Description of the task: Copy out each line below in which the string "RegisterErrors" appears.
# # # #
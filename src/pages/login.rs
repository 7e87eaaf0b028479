//! Email + password sign-in page.

#[cfg(test)]
#[path = "login_test.rs"]
mod login_test;

use leptos::prelude::*;

use crate::config::REGISTER_ROUTE;
use crate::net::types::LoginRequest;
use crate::pages::register::looks_like_email;
#[cfg(feature = "csr")]
use crate::state::auth::use_auth;

fn validate_login_input(email: &str, password: &str) -> Result<LoginRequest, &'static str> {
    let email = email.trim();
    if email.is_empty() || password.is_empty() {
        return Err("Enter your email and password.");
    }
    if !looks_like_email(email) {
        return Err("Enter a valid email address.");
    }
    Ok(LoginRequest { email: email.to_owned(), password: password.to_owned() })
}

#[component]
pub fn LoginPage() -> impl IntoView {
    let email = RwSignal::new(String::new());
    let password = RwSignal::new(String::new());
    let info = RwSignal::new(String::new());
    let busy = RwSignal::new(false);

    #[cfg(feature = "csr")]
    let auth = use_auth();
    #[cfg(feature = "csr")]
    let navigate = leptos_router::hooks::use_navigate();

    let on_submit = move |ev: leptos::ev::SubmitEvent| {
        ev.prevent_default();
        if busy.get() {
            return;
        }
        let request = match validate_login_input(&email.get(), &password.get()) {
            Ok(request) => request,
            Err(msg) => {
                info.set(msg.to_owned());
                return;
            }
        };
        busy.set(true);
        info.set("Signing in...".to_owned());

        #[cfg(feature = "csr")]
        {
            let auth = auth.clone();
            let navigate = navigate.clone();
            leptos::task::spawn_local(async move {
                let config = crate::config::ApiConfig::from_build_env();
                match crate::net::api::login(&config, &request).await {
                    Ok((user, token)) => match auth.login(user, token) {
                        Ok(()) => {
                            info.set(String::new());
                            navigate(crate::config::HOME_ROUTE, leptos_router::NavigateOptions::default());
                        }
                        Err(e) => info.set(format!("Could not save your session: {e}")),
                    },
                    Err(e) => info.set(format!("Sign-in failed: {e}")),
                }
                busy.set(false);
            });
        }
        #[cfg(not(feature = "csr"))]
        {
            let _ = request;
            busy.set(false);
        }
    };

    view! {
        <div class="login-page">
            <div class="login-card">
                <h1>"Sign in"</h1>
                <form class="login-form" on:submit=on_submit>
                    <input
                        class="login-input"
                        type="email"
                        placeholder="you@example.com"
                        prop:value=move || email.get()
                        on:input=move |ev| email.set(event_target_value(&ev))
                    />
                    <input
                        class="login-input"
                        type="password"
                        placeholder="Password"
                        prop:value=move || password.get()
                        on:input=move |ev| password.set(event_target_value(&ev))
                    />
                    <button class="login-button" type="submit" disabled=move || busy.get()>
                        "Sign in"
                    </button>
                </form>
                <Show when=move || !info.get().is_empty()>
                    <p class="login-message">{move || info.get()}</p>
                </Show>
                <p class="login-card__footer">
                    "No account yet? " <a href=REGISTER_ROUTE>"Register"</a>
                </p>
            </div>
        </div>
    }
}
//! Networking modules for the backend REST API.
//!
//! SYSTEM CONTEXT
//! ==============
//! `api` decorates and sends requests, `types` defines the shared wire schema.

pub mod api;
pub mod types;
//! Account registration page.
//!
//! Registration does not sign the user in; on success the page shows the
//! server's message and moves on to the login route.

#[cfg(test)]
#[path = "register_test.rs"]
mod register_test;

use leptos::prelude::*;

use crate::config::LOGIN_ROUTE;
use crate::net::types::RegisterRequest;

pub const MIN_PASSWORD_LEN: usize = 6;

/// Raw form input, before validation.
#[derive(Clone, Debug, Default, PartialEq, Eq)]
pub struct RegisterForm {
    pub full_name: String,
    pub email: String,
    pub phone: String,
    pub password: String,
    pub confirm_password: String,
    pub accept_terms: bool,
}

/// Per-field validation messages; `None` means the field is fine.
#[derive(Clone, Debug, Default, PartialEq, Eq)]
pub struct RegisterErrors {
    pub full_name: Option<&'static str>,
    pub email: Option<&'static str>,
    pub password: Option<&'static str>,
    pub confirm_password: Option<&'static str>,
    pub accept_terms: Option<&'static str>,
}

impl RegisterErrors {
    pub fn is_empty(&self) -> bool {
        *self == Self::default()
    }
}

/// `local@domain.tld` shape: some `@` preceded by a non-space character and
/// followed by non-space text with an inner `.`.
pub(crate) fn looks_like_email(raw: &str) -> bool {
    raw.split_whitespace().any(|token| {
        token.match_indices('@').any(|(at, _)| {
            let domain = &token[at + 1..];
            at > 0
                && domain
                    .char_indices()
                    .any(|(dot, c)| c == '.' && dot > 0 && dot + 1 < domain.len())
        })
    })
}

/// Validate the form and build the backend request.
///
/// # Errors
///
/// Returns every failing field at once so the form can flag them together.
pub fn validate_registration(form: &RegisterForm) -> Result<RegisterRequest, RegisterErrors> {
    let mut errors = RegisterErrors::default();

    if form.full_name.trim().is_empty() {
        errors.full_name = Some("Enter your full name.");
    }
    let email = form.email.trim();
    if email.is_empty() {
        errors.email = Some("Enter your email.");
    } else if !looks_like_email(email) {
        errors.email = Some("Email address is not valid.");
    }
    if form.password.is_empty() {
        errors.password = Some("Enter a password.");
    } else if form.password.chars().count() < MIN_PASSWORD_LEN {
        errors.password = Some("Password must be at least 6 characters.");
    }
    if form.password != form.confirm_password {
        errors.confirm_password = Some("Passwords do not match.");
    }
    if !form.accept_terms {
        errors.accept_terms = Some("Please accept the terms of use.");
    }

    if !errors.is_empty() {
        return Err(errors);
    }
    Ok(RegisterRequest {
        email: email.to_owned(),
        password: form.password.clone(),
        confirm_password: form.confirm_password.clone(),
        full_name: form.full_name.trim().to_owned(),
        phone: form.phone.trim().to_owned(),
    })
}

#[component]
fn FieldError(#[prop(into)] message: Signal<Option<&'static str>>) -> impl IntoView {
    move || message.get().map(|msg| view! { <p class="form-error">{msg}</p> })
}

#[component]
pub fn RegisterPage() -> impl IntoView {
    let form = RwSignal::new(RegisterForm::default());
    let errors = RwSignal::new(RegisterErrors::default());
    let info = RwSignal::new(String::new());
    let busy = RwSignal::new(false);

    #[cfg(feature = "csr")]
    let navigate = leptos_router::hooks::use_navigate();

    let on_submit = move |ev: leptos::ev::SubmitEvent| {
        ev.prevent_default();
        if busy.get() {
            return;
        }
        let request = match validate_registration(&form.get()) {
            Ok(request) => {
                errors.set(RegisterErrors::default());
                request
            }
            Err(e) => {
                errors.set(e);
                return;
            }
        };
        busy.set(true);
        info.set("Creating your account...".to_owned());

        #[cfg(feature = "csr")]
        {
            let navigate = navigate.clone();
            leptos::task::spawn_local(async move {
                let config = crate::config::ApiConfig::from_build_env();
                match crate::net::api::register(&config, &request).await {
                    Ok(message) => {
                        info.set(if message.is_empty() { "Registration complete.".to_owned() } else { message });
                        navigate(LOGIN_ROUTE, leptos_router::NavigateOptions::default());
                    }
                    Err(e) => info.set(format!("Registration failed: {e}")),
                }
                busy.set(false);
            });
        }
        #[cfg(not(feature = "csr"))]
        {
            let _ = request;
            busy.set(false);
        }
    };

    view! {
        <div class="register-page">
            <div class="login-card">
                <h1>"Register"</h1>
                <form class="login-form" on:submit=on_submit>
                    <input
                        class="login-input"
                        type="text"
                        placeholder="Full name"
                        prop:value=move || form.with(|f| f.full_name.clone())
                        on:input=move |ev| form.update(|f| f.full_name = event_target_value(&ev))
                    />
                    <FieldError message=Signal::derive(move || errors.with(|e| e.full_name))/>
                    <input
                        class="login-input"
                        type="email"
                        placeholder="you@example.com"
                        prop:value=move || form.with(|f| f.email.clone())
                        on:input=move |ev| form.update(|f| f.email = event_target_value(&ev))
                    />
                    <FieldError message=Signal::derive(move || errors.with(|e| e.email))/>
                    <input
                        class="login-input"
                        type="tel"
                        placeholder="Phone number"
                        prop:value=move || form.with(|f| f.phone.clone())
                        on:input=move |ev| form.update(|f| f.phone = event_target_value(&ev))
                    />
                    <input
                        class="login-input"
                        type="password"
                        placeholder="At least 6 characters"
                        prop:value=move || form.with(|f| f.password.clone())
                        on:input=move |ev| form.update(|f| f.password = event_target_value(&ev))
                    />
                    <FieldError message=Signal::derive(move || errors.with(|e| e.password))/>
                    <input
                        class="login-input"
                        type="password"
                        placeholder="Repeat password"
                        prop:value=move || form.with(|f| f.confirm_password.clone())
                        on:input=move |ev| form.update(|f| f.confirm_password = event_target_value(&ev))
                    />
                    <FieldError message=Signal::derive(move || errors.with(|e| e.confirm_password))/>
                    <label class="login-checkbox">
                        <input
                            type="checkbox"
                            prop:checked=move || form.with(|f| f.accept_terms)
                            on:change=move |ev| form.update(|f| f.accept_terms = event_target_checked(&ev))
                        />
                        "I accept the terms of use"
                    </label>
                    <FieldError message=Signal::derive(move || errors.with(|e| e.accept_terms))/>
                    <button class="login-button" type="submit" disabled=move || busy.get()>
                        "Register"
                    </button>
                </form>
                <Show when=move || !info.get().is_empty()>
                    <p class="login-message">{move || info.get()}</p>
                </Show>
                <p class="login-card__footer">
                    "Already registered? " <a href=LOGIN_ROUTE>"Sign in"</a>
                </p>
            </div>
        </div>
    }
}
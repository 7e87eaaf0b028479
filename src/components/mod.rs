//! Reusable UI component modules.
//!
//! SYSTEM CONTEXT
//! ==============
//! Components read the auth context provided at the app root; route guards
//! wrap page views, the header renders role-aware navigation.

pub mod header;
pub mod route_guard;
# # # #
Result of the exercise:
pub struct RegisterErrors {
impl RegisterErrors {
pub fn validate_registration(form: &RegisterForm) -> Result<RegisterRequest, RegisterErrors> {
    let mut errors = RegisterErrors::default();
    let errors = RwSignal::new(RegisterErrors::default());
                errors.set(RegisterErrors::default());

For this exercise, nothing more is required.